(Data extracted from a collection)
== Segment start ==

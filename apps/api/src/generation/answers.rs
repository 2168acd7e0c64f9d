//! Application answers: one model call answers every question against the résumé.

use serde::{Deserialize, Serialize};
use serde_json::{json, Value};

use crate::errors::AppError;
use crate::generation::prompts::{fill, ANSWERS_PROMPT_TEMPLATE};
use crate::generation::resume_input::ResumeInput;
use crate::llm_client::prompts::FACTUALITY_INSTRUCTION;
use crate::llm_client::{GenerationRequest, LlmClient};
use crate::models::user::ModelChoice;

const ANSWERS_TEMPERATURE: f32 = 0.5;

#[derive(Debug, Clone, PartialEq, Serialize, Deserialize)]
pub struct GeneratedAnswer {
    pub question: String,
    pub answer: String,
}

fn answers_schema() -> Value {
    json!({
        "type": "ARRAY",
        "items": {
            "type": "OBJECT",
            "properties": {
                "question": { "type": "STRING" },
                "answer": { "type": "STRING" }
            },
            "required": ["question", "answer"]
        }
    })
}

/// Numbers questions from 1, one per line.
fn numbered(questions: &[String]) -> String {
    questions
        .iter()
        .enumerate()
        .map(|(i, q)| format!("{}. {q}", i + 1))
        .collect::<Vec<_>>()
        .join("\n")
}

pub async fn generate_answers(
    llm: &LlmClient,
    questions: &[String],
    input: &ResumeInput,
    job_description: &str,
    model: ModelChoice,
) -> Result<Vec<GeneratedAnswer>, AppError> {
    let resume = input.prompt_text();
    let numbered_questions = numbered(questions);
    let prompt = fill(
        ANSWERS_PROMPT_TEMPLATE,
        &[
            ("factuality", FACTUALITY_INSTRUCTION),
            ("job_description", job_description),
            ("resume", resume.as_str()),
            ("questions", numbered_questions.as_str()),
        ],
    );

    let request = GenerationRequest::new(model, input.parts(prompt))
        .temperature(ANSWERS_TEMPERATURE)
        .json_schema(answers_schema());

    let answers = llm
        .call_json::<Vec<GeneratedAnswer>>(&request)
        .await
        .map_err(|e| AppError::Generation(format!("Answer generation failed: {e}")))?;

    Ok(answers.unwrap_or_default())
}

== Segment end ==

■ **BRIEF**:
Identify every line above that includes the word "crate", and show those lines.

■ **RESULT FOR THIS TASK**:
use crate::errors::AppError;
use crate::generation::prompts::{fill, ANSWERS_PROMPT_TEMPLATE};
use crate::generation::resume_input::ResumeInput;
use crate::llm_client::prompts::FACTUALITY_INSTRUCTION;
use crate::llm_client::{GenerationRequest, LlmClient};
use crate::models::user::ModelChoice;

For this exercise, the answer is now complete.